Televisions that allow consumers to connect to Facebook or download movies could make it easier and less intimidating for people to go online, easing the job of the FCC and Obama administration to make broadband access ubiquitous. About one-third of Americans do not subscribe to broadband even though it is available to them, largely because they don't consider the content and services useful or relevant to their lives, surveys show.

FCC Chairman Genachowski was pleased at the rapid evolution of the TV market. While 75 percent of U.S. households have a computer, 98 percent have at least one TV, he said. Chairman Genachowski hopes that will make it easier for even the least tech-savvy consumers get onto the Internet. And he hopes to see more applications that appeal to all kinds of people to help drive broadband adoption. "Can TVs be part of the solution to broadband?" he said Friday. "There's been much less innovation and activity in that area than there have been in other areas."
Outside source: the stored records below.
impl HybridRetriever {
    pub fn new(
        embedder: Arc<dyn Embedder>,
        backend: Arc<dyn SearchBackend>,
        reranker: Option<Arc<dyn Reranker>>,
        weights: FusionWeights,
        retry: RetryPolicy,
    ) -> Self {
        Self {
            embedder,
            backend,
            reranker,
            weights,
            retry,
        }
    }

    /// Convenience constructor without retries, for tests and embedded use.
    pub fn without_retries(
        embedder: Arc<dyn Embedder>,
        backend: Arc<dyn SearchBackend>,
        reranker: Option<Arc<dyn Reranker>>,
        weights: FusionWeights,
    ) -> Self {
        Self::new(embedder, backend, reranker, weights, RetryPolicy::none())
    }

    /// Run one retrieval request through the pipeline and return at most
    /// `top_k` scored documents, best first.
    pub async fn retrieve(&self, request: &RetrievalRequest) -> Result<Vec<ScoredDocument>> {
        // Validating: no network call is issued for a malformed request.
        request.validate()?;
        let query = request.query.trim();

        // Embedding: fatal on failure; keyword-only degradation is
        // deliberately not offered here.
        let query_vector = with_retries("embedding service", self.retry, || {
            self.embedder.embed(query)
        })
        .await?;

        // Searching: both signals in flight at once, both must settle
        // before fusion.
        let fetch_limit = request.top_k * 2;
        let (vector_result, keyword_result) = tokio::join!(
            with_retries("document store", self.retry, || {
                self.backend
                    .search_vector(&request.kb_scope, &query_vector, fetch_limit)
            }),
            with_retries("document store", self.retry, || {
                self.backend
                    .search_keyword(&request.kb_scope, query, request.top_k)
            }),
        );
        let vector_hits = vector_result.map_err(|e| e.in_stage(Stage::Searching))?;
        let keyword_hits = keyword_result.map_err(|e| e.in_stage(Stage::Searching))?;

        tracing::debug!(
            kb_scope = %request.kb_scope,
            vector_hits = vector_hits.len(),
            keyword_hits = keyword_hits.len(),
            "search signals collected"
        );

        // Fusing: deterministic merge; oversample when a reranker follows.
        let limit = if self.reranker.is_some() {
            FusionLimit::OversampledFor(request.top_k)
        } else {
            FusionLimit::Exact(request.top_k)
        };
        let mut fused = fuse(
            vector_hits,
            keyword_hits,
            self.weights,
            request.min_score,
            limit,
        );

        // Reranking: only worth entering when there is more than one page of
        // candidates to reorder; never fatal.
        if let Some(reranker) = self.reranker.as_deref() {
            if fused.len() > request.top_k {
                let reranked = with_retries("reranker", self.retry, || {
                    rerank_candidates(reranker, query, &fused, request.top_k)
                })
                .await;
                match reranked {
                    Ok(reranked) => fused = reranked,
                    Err(err) => {
                        tracing::warn!(
                            kb_scope = %request.kb_scope,
                            "reranking failed, falling back to fused ranking: {err}"
                        );
                    }
                }
            }
        }

        fused.truncate(request.top_k);
        Ok(fused)
    }
}

/// Build a retry policy from config values.
pub fn retry_policy(attempts: u32, base_ms: u64) -> RetryPolicy {
    RetryPolicy::new(attempts, Duration::from_millis(base_ms))
}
NAB: Government shouldn't pick winners, losers

National Association of Broadcasters CEO Gordon Smith says the government should not choose winners and losers in the technology sector when allocating broadcast spectrum.

The Federal Communications Commission is weighing a number of options that could hurt broadcasters, including taking airwaves from them to free up more resources for wireless broadband. It's all part of the Obama administration's goal of rolling out ubiquitous high-speed Internet service. In Vegas, Smith and other broadcasters were trying to show how their industry is embracing new technologies through their use of spectrum. He thinks the industry has two winners in mobile DTV and Sezmi, a start-up offing a new pay-TV service. He said Sezmi, which depends on broadcast spectrum to deliver cable channels, is a superior service to cable and satellite and would be less expensive.

His message comes as the Obama administration and Democrats come under pressure from unprecedented interventions in the private sector. The government has spent hundreds of billions in bailing out banks, other financial institutions and auto companies General Motors and Chrysler. While much of the money from banks has been repaid, it is less clear whether loans to the automakers will be repaid.

Lenders Make Pitch to FCC to Loosen Media Ownership Rules

At a January 12 Federal Communications Commission media ownership workshop, lenders urged the FCC to loosen media ownership rules, saying that it was just about the only way to make broadcasters more attractive to the capital they will need to be competitive in the marketplace. Lenders on the panel point to the "perfect storm" of a down economy that hammered overleveraged broadcasters and Internet competition that continues to drain advertising dollars away from the sector. James Cotter, head of M&A at Sun Trust Bank, said that while the financial sector used to lend on double-digit multiples to an industry with strong cash flow and the insurance policy of a recoverable "stick" value in the broadcast license, the multiple is down to between zero and four. He said the FCC needed to consider letting broadcasters combine in new ways to figure out a business model that will draw investment back to the sector. He said the explosion of digital media means the public policy threat of concentration of ownership or monopolization of voices is greatly diminished. The bigger threat to a healthy media, he suggested, is just the opposite, the availability of free material that threatens the business model.